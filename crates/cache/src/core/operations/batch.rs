//! Batch operations
//!
//! Each item goes through the single-key path concurrently. One item's
//! failure is reported in its own [`BatchResult`] and never aborts the rest.

use futures::future::join_all;
use serde::de::DeserializeOwned;
use serde::Serialize;
use std::time::Duration;

use crate::core::types::{BatchResult, Cache};

impl Cache {
    pub async fn batch_get<T, K>(&self, keys: &[K]) -> Vec<BatchResult<Option<T>>>
    where
        T: DeserializeOwned,
        K: AsRef<str>,
    {
        join_all(keys.iter().map(|key| async move {
            let key = key.as_ref();
            BatchResult {
                key: key.to_string(),
                result: self.get(key).await,
            }
        }))
        .await
    }

    pub async fn batch_set<T, K>(
        &self,
        items: &[(K, T)],
        ttl: Option<Duration>,
    ) -> Vec<BatchResult<()>>
    where
        T: Serialize,
        K: AsRef<str>,
    {
        join_all(items.iter().map(|(key, value)| async move {
            let key = key.as_ref();
            BatchResult {
                key: key.to_string(),
                result: self.set(key, value, ttl).await,
            }
        }))
        .await
    }

    pub async fn batch_delete<K>(&self, keys: &[K]) -> Vec<BatchResult<bool>>
    where
        K: AsRef<str>,
    {
        join_all(keys.iter().map(|key| async move {
            let key = key.as_ref();
            BatchResult {
                key: key.to_string(),
                result: self.delete(key).await,
            }
        }))
        .await
    }

    pub async fn batch_has<K>(&self, keys: &[K]) -> Vec<BatchResult<bool>>
    where
        K: AsRef<str>,
    {
        join_all(keys.iter().map(|key| async move {
            let key = key.as_ref();
            BatchResult {
                key: key.to_string(),
                result: self.has(key).await,
            }
        }))
        .await
    }
}
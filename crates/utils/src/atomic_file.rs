//! Atomic file operations to prevent torn or half-written files

use std::io;
use std::path::Path;
use tokio::fs;
use tokio::io::AsyncWriteExt;
use uuid::Uuid;

/// Prefix of the temporary files created while a write is in flight
pub const TEMP_FILE_PREFIX: &str = ".warden-tmp-";

/// Returns true for file names produced by an in-flight atomic write
pub fn is_temp_file_name(name: &str) -> bool {
    name.starts_with(TEMP_FILE_PREFIX)
}

/// Write data to a file atomically by writing to a temporary file and renaming.
///
/// Readers observe either the previous content or the full new content,
/// never a partial write.
pub async fn write_atomic(path: &Path, content: &[u8]) -> io::Result<()> {
    let parent = path.parent().ok_or_else(|| {
        io::Error::new(
            io::ErrorKind::InvalidInput,
            format!("no parent directory for {}", path.display()),
        )
    })?;

    fs::create_dir_all(parent).await?;

    // Same directory as the target so the rename stays on one filesystem
    let temp_path = parent.join(format!("{TEMP_FILE_PREFIX}{}", Uuid::new_v4()));

    let written = async {
        let mut file = fs::OpenOptions::new()
            .create(true)
            .write(true)
            .truncate(true)
            .open(&temp_path)
            .await?;
        file.write_all(content).await?;
        file.sync_all().await?;
        Ok::<(), io::Error>(())
    }
    .await;

    if let Err(e) = written {
        let _ = fs::remove_file(&temp_path).await;
        return Err(e);
    }

    if let Err(e) = fs::rename(&temp_path, path).await {
        let _ = fs::remove_file(&temp_path).await;
        return Err(e);
    }

    Ok(())
}

/// Write data directly, creating parent directories as needed
pub async fn write_direct(path: &Path, content: &[u8]) -> io::Result<()> {
    if let Some(parent) = path.parent() {
        fs::create_dir_all(parent).await?;
    }
    fs::write(path, content).await
}

/// Remove a file, treating "not found" as success. Returns whether a file was removed.
pub async fn remove_if_exists(path: &Path) -> io::Result<bool> {
    match fs::remove_file(path).await {
        Ok(()) => Ok(true),
        Err(e) if e.kind() == io::ErrorKind::NotFound => Ok(false),
        Err(e) => Err(e),
    }
}
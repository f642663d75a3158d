//! Time source used for expiry and timestamps
//!
//! The cache, its entries and the memory pressure detector read wall-clock
//! time only through [`Clock`], which keeps expiry deterministic in tests.

use std::fmt::Debug;
use std::sync::atomic::{AtomicU64, Ordering};
use std::sync::Arc;
use std::time::{SystemTime, UNIX_EPOCH};

/// Source of wall-clock time in milliseconds since the Unix epoch
pub trait Clock: Send + Sync + Debug {
    fn now_ms(&self) -> u64;
}

/// Clock backed by [`SystemTime`]
#[derive(Debug, Default, Clone, Copy)]
pub struct SystemClock;

impl Clock for SystemClock {
    fn now_ms(&self) -> u64 {
        SystemTime::now()
            .duration_since(UNIX_EPOCH)
            .map(|d| d.as_millis() as u64)
            .unwrap_or(0)
    }
}

/// Manually driven clock for tests
#[derive(Debug, Default)]
pub struct ManualClock {
    now: AtomicU64,
}

impl ManualClock {
    pub fn new(start_ms: u64) -> Arc<Self> {
        Arc::new(Self {
            now: AtomicU64::new(start_ms),
        })
    }

    pub fn set(&self, ms: u64) {
        self.now.store(ms, Ordering::SeqCst);
    }

    pub fn advance(&self, ms: u64) {
        self.now.fetch_add(ms, Ordering::SeqCst);
    }
}

impl Clock for ManualClock {
    fn now_ms(&self) -> u64 {
        self.now.load(Ordering::SeqCst)
    }
}

/// Shared clock handle
pub type SharedClock = Arc<dyn Clock>;

pub(crate) fn system_clock() -> SharedClock {
    Arc::new(SystemClock)
}

#[cfg(test)]
mod tests {
    use super::*;

    #[test]
    fn test_manual_clock() {
        let clock = ManualClock::new(1_000);
        assert_eq!(clock.now_ms(), 1_000);
        clock.advance(500);
        assert_eq!(clock.now_ms(), 1_500);
        clock.set(10);
        assert_eq!(clock.now_ms(), 10);
    }

    #[test]
    fn test_system_clock_is_after_2020() {
        assert!(SystemClock.now_ms() > 1_577_836_800_000);
    }
}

========================

Task prompt: In the records above, which lines hold the string "serde"? Copy each one.

Finished exercise:
use serde::de::DeserializeOwned;
use serde::Serialize;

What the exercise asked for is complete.